George Toriola - UBS Investment Bank, Research Division

Certainly, yes. I guess, maybe if I just followed up quickly. If I use the example of South America, in Colombia, for example, you've got -- if we look at the acquisition you made back in 2010, there's quite a bit of capital there that is not generating returns and specifically, with the capital that has to do with the Ocensa pipeline as well. Just wondering how you -- and I understand what you said in terms of replacement costs. What time frame do you expect some of these things to evolve? And how quickly would you unlock some of these assets that are not making as much today?

John A. Manzoni

That's interesting, you picked Columbia. I would pick that as one of the best. I think that's going to prove to be a highly profitable acquisition. What we bought was producing assets. We did buy -- some of that was allocated to an Ocensa pipeline, of course, on which we're earning a sensible return. But as we build into the Colombia business and the $350 million is going into exploration largely, there'll be a bit of development, the development piece will return very quickly because it's building off existing activity in Piedemonte. The exploration piece in the Huron, Niscota Block and Block 9 and Block 6. All of that will come a little bit later. But I would say what we're expecting is that by 2015, we're going to have a very sensible level of production out of Colombia. At that point, you're going to see the true return of that capital invested.

Operator

Your next question comes from the line of Matt Portillo from Tudor, Pickering, Holt.

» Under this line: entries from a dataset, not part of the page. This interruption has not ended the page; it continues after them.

//! Mock gate for testing code written against the gate traits.

use std::sync::{Arc, Mutex};
use std::time::Duration;

use migration_gate_core::error::GateResult;
use migration_gate_core::status::{CompletionToken, GateStatus, WaitOutcome};
use migration_gate_core::traits::{ExclusiveGate, GateHandle};
use tokio::sync::watch;

/// Mock guard: flips the shared holder back to `None` on drop.
pub struct MockGuard {
    holder: Arc<Mutex<Option<String>>>,
    token: CompletionToken,
}

impl GateHandle for MockGuard {
    fn epoch(&self) -> u64 {
        1
    }

    fn completion_token(&self) -> &CompletionToken {
        &self.token
    }

    fn release(self) {}
}

impl Drop for MockGuard {
    fn drop(&mut self) {
        *self.holder.lock().unwrap() = None;
    }
}

/// Mock gate that records acquisitions and can be pinned as "held by someone else".
#[derive(Clone, Default)]
pub struct MockGate {
    holder: Arc<Mutex<Option<String>>>,
    pub acquisitions: Arc<Mutex<Vec<(String, String)>>>,
}

impl MockGate {
    pub fn new() -> Self {
        Self::default()
    }

    /// Creates a gate that is already held by `operation_id`.
    pub fn held_by(operation_id: &str) -> Self {
        let gate = Self::new();
        *gate.holder.lock().unwrap() = Some(operation_id.to_string());
        gate
    }
}

impl ExclusiveGate for MockGate {
    type Guard = MockGuard;

    fn try_acquire(&self, operation_id: &str, origin_id: &str) -> bool {
        let mut holder = self.holder.lock().unwrap();
        if holder.is_some() {
            return false;
        }
        *holder = Some(operation_id.to_string());
        self.acquisitions
            .lock()
            .unwrap()
            .push((operation_id.to_string(), origin_id.to_string()));
        true
    }

    fn try_acquire_guard(&self, operation_id: &str, origin_id: &str) -> Option<MockGuard> {
        if !self.try_acquire(operation_id, origin_id) {
            return None;
        }
        let (_sender, token) = watch::channel(None);
        Some(MockGuard {
            holder: self.holder.clone(),
            token,
        })
    }

    fn release(&self) {
        *self.holder.lock().unwrap() = None;
    }

    fn force_complete(&self, _reason: &str) {
        self.release();
    }

    async fn wait_for_completion(
        &self,
        _cancel: Option<watch::Receiver<bool>>,
    ) -> GateResult<WaitOutcome> {
        Ok(WaitOutcome::Idle)
    }

    fn status(&self) -> GateStatus {
        match self.holder.lock().unwrap().as_ref() {
            Some(operation_id) => GateStatus {
                held: true,
                operation_id: operation_id.clone(),
                origin_id: "mock".to_string(),
                elapsed: Duration::ZERO,
                epoch: 1,
            },
            None => GateStatus::idle(0),
        }
    }
}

Matthew Portillo - Tudor, Pickering, Holt & Co. Securities, Inc., Research Division

Just a couple of quick questions here. Could you update us, I guess, on the divestment process within North America, and in particular, on the coal assets and other kind of conventional assets you're looking at monetizing at the moment?

John A. Manzoni

Sure. Let me ask Scott to just give a little update on where we are on that.

L. Scott Thomson

Sure. So as we mentioned, Matt, we plan to sell $1 billion to $2 billion of assets this year, a combination of North Sea farm-down or smaller sales exploration, exiting 1 or 2 areas; and then North America conventional. So that will be a major part of it. We're actually in process on 4 assets right now. So the coal mine that we've talked about, we're running a process on that. We've just put Shaunavon, which is a nonmaterial oil-producing asset, into the market, I think, last week; and then 2 gas -- one gas asset, Westlake Corp [ph], which is, again, a very minor producing gas asset; and then some acreage in non-core Montney acreage that is in the market as well. So we're in process on the conventional disposition program. And I suspect through the first half of the year, we'll have some results to talk to you about.

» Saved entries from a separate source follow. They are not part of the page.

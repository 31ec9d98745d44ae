//! Scheduled migration runner and settings for the migration gate.
//!
//! - [`ScheduledTaskSettings`]: when the scheduled migration fires
//! - [`AppSettingsFile`]: reads and patches sections of the JSON settings file
//! - [`ScheduledMigrationRunner`]: the periodic caller that competes for the gate

pub mod runner;
pub mod settings;
pub mod settings_file;

pub use runner::{DEFAULT_ORIGIN, JobContext, RunReport, ScheduledMigrationRunner};
pub use settings::{ExecutionMode, ScheduledTaskSettings};
pub use settings_file::AppSettingsFile;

Matthew Portillo - Tudor, Pickering, Holt & Co. Securities, Inc., Research Division

Great. And then just one final question on potential divestments. Within the Marcellus, you've spent quite a bit of money on infrastructure and building up that infrastructure piece of the portfolio. Could you give us a little guidance as to potentially how much capital you put to work there over time, and if that is an asset that you may monetize in the future?

L. Scott Thomson

Yes. I don't have a split of actual money put into infrastructure, but it is a good question. I think one of the reasons we've been as successful as we have been to date in the Marcellus is because we've owned the midstream and the gathering. And that, I think, has been a huge competitive advantage and allowed us to ramp pretty significantly. As we go through 2012, I think, there's a legitimate question on whether that's something we think about monetizing or not. But it's not as easy at first sight because I think it plays into how much capital you're putting into the upstream as well. So it's something that's actively being debated internally, but it's not as easy as it might appear on first sight.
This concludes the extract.